Наум Коржавин прожил долгую жизнь, умер в глубокой старости – в 92 года. Но, кажется, он и не был никогда молодым – не был, по-другому сказать, современным. Он – архаика, обломок иных времен. Причем не пресловутых двадцатых годов, из которых пытались сделать миф в период послесталинской оттепели, а куда более ранних – дореволюционных. Коржавин был подлинным, можно сказать, химически чистым образцом русской интеллигенции той формации, которая была описана, проанализирована и осуждена авторами знаменитого сборника “Вехи”. И зная Коржавина, не столько читая, но наблюдая его, можно было понять, почему так встретили в штыки пресловутый сборник. Ибо нельзя было не оценить этого человека и в его лице этот культурный тип. Коржавин был его стопроцентным выражением, образцом и примером. И прежде всего он был чистым человеком, еще проще сказать – хорошим. Причем это сказывалось не просто в личной его жизни, но в его социальной позиции. Он всегда был готов сказать правду, стоять за нее и пострадать за нее.

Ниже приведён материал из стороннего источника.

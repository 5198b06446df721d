// src/store/memory.rs

use std::collections::BTreeMap;

use async_trait::async_trait;
use chrono::Utc;
use tokio::sync::RwLock;

use crate::{
    error::AppError,
    models::{
        attempt::{Attempt, AttemptStatus, NewAttempt},
        question::{NewQuestion, Question},
        quiz::{NewQuiz, Quiz},
    },
    services::evaluator::{Grade, grade_answers},
    store::{AddQuestion, QuizStore},
};

/// Process-local store. Ids are sequential per table, starting at 1.
#[derive(Default)]
pub struct MemoryQuizStore {
    inner: RwLock<Tables>,
}

#[derive(Default)]
struct Tables {
    quizzes: BTreeMap<i64, Quiz>,
    attempts: BTreeMap<i64, Attempt>,
    next_quiz_id: i64,
    next_question_id: i64,
    next_attempt_id: i64,
}

fn next_id(counter: &mut i64) -> i64 {
    *counter += 1;
    *counter
}

impl MemoryQuizStore {
    pub fn new() -> Self {
        Self::default()
    }
}

#[async_trait]
impl QuizStore for MemoryQuizStore {
    async fn create_quiz(&self, quiz: NewQuiz) -> Result<Quiz, AppError> {
        let mut tables = self.inner.write().await;
        let id = next_id(&mut tables.next_quiz_id);

        let quiz = Quiz {
            id,
            course_id: quiz.course_id,
            chapter_id: quiz.chapter_id,
            lecture_id: quiz.lecture_id,
            title: quiz.title,
            topic: quiz.topic,
            question_count: quiz.question_count,
            question_type: quiz.question_type,
            difficulty: quiz.difficulty,
            created_by: quiz.created_by,
            created_at: Utc::now(),
            questions: Vec::new(),
        };
        tables.quizzes.insert(id, quiz.clone());

        Ok(quiz)
    }

    async fn find_quiz(&self, id: i64) -> Result<Option<Quiz>, AppError> {
        Ok(self.inner.read().await.quizzes.get(&id).cloned())
    }

    async fn list_quizzes_by_course(&self, course_id: &str) -> Result<Vec<Quiz>, AppError> {
        let tables = self.inner.read().await;
        Ok(tables
            .quizzes
            .values()
            .filter(|q| q.course_id == course_id)
            .cloned()
            .collect())
    }

    async fn list_quizzes(&self) -> Result<Vec<Quiz>, AppError> {
        Ok(self.inner.read().await.quizzes.values().cloned().collect())
    }

    async fn delete_quiz(&self, id: i64) -> Result<bool, AppError> {
        let mut tables = self.inner.write().await;
        if tables.quizzes.remove(&id).is_none() {
            return Ok(false);
        }
        tables.attempts.retain(|_, a| a.quiz_id != id);
        Ok(true)
    }

    async fn add_question(
        &self,
        quiz_id: i64,
        question: NewQuestion,
    ) -> Result<AddQuestion, AppError> {
        let mut tables = self.inner.write().await;

        if !tables.quizzes.contains_key(&quiz_id) {
            return Ok(AddQuestion::QuizNotFound);
        }
        if tables.attempts.values().any(|a| a.quiz_id == quiz_id) {
            return Ok(AddQuestion::QuizLocked);
        }

        let id = next_id(&mut tables.next_question_id);
        let Some(quiz) = tables.quizzes.get_mut(&quiz_id) else {
            return Ok(AddQuestion::QuizNotFound);
        };

        let order_index = question.order_index.unwrap_or_else(|| {
            quiz.questions
                .iter()
                .map(|q| q.order_index + 1)
                .max()
                .unwrap_or(0)
        });

        let question = Question {
            id,
            quiz_id,
            content: question.content,
            options: question.options,
            correct_answer: question.correct_answer,
            order_index,
        };
        quiz.questions.push(question.clone());
        quiz.questions.sort_by_key(|q| (q.order_index, q.id));

        Ok(AddQuestion::Added(question))
    }

    async fn insert_attempt(
        &self,
        attempt: NewAttempt,
    ) -> Result<Option<(Attempt, Grade)>, AppError> {
        let mut tables = self.inner.write().await;

        // graded under the write guard, so add_question cannot interleave
        let Some(quiz) = tables.quizzes.get(&attempt.quiz_id) else {
            return Ok(None);
        };
        let grade = grade_answers(&quiz.questions, &attempt.answers);

        let id = next_id(&mut tables.next_attempt_id);
        let attempt = Attempt {
            id,
            quiz_id: attempt.quiz_id,
            student_id: attempt.student_id,
            answers: attempt.answers,
            score: Some(grade.score),
            status: AttemptStatus::Completed,
            started_at: attempt.started_at,
            completed_at: Some(attempt.completed_at),
        };
        tables.attempts.insert(id, attempt.clone());

        Ok(Some((attempt, grade)))
    }

    async fn find_attempt(&self, id: i64) -> Result<Option<Attempt>, AppError> {
        Ok(self.inner.read().await.attempts.get(&id).cloned())
    }

    async fn list_attempts(
        &self,
        student_id: &str,
        quiz_id: Option<i64>,
    ) -> Result<Vec<Attempt>, AppError> {
        let tables = self.inner.read().await;
        Ok(tables
            .attempts
            .values()
            .filter(|a| a.student_id == student_id)
            .filter(|a| quiz_id.is_none_or(|id| a.quiz_id == id))
            .cloned()
            .collect())
    }
}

И впервые он сказал и пострадал за правду отнюдь не в вегетарианские оттепельные годы, а в самые темные послевоенные – написав и распространив антисталинское стихотворение. И тут последовало чудо: его не расстреляли и даже не посадили, а всего-навсего отправили в ссылку, где он даже закончил горный техникум, получив какую-то шахтерскую специальность: еще один парадокс, если вспомнить полуслепого, а потом и совсем слепого Коржавина. Его поистине оберегал Бог. И тут возникает уже другая ассоциация: не только интеллигентский либерал, но древний юродивый, которого не смеет уничтожить злой царь.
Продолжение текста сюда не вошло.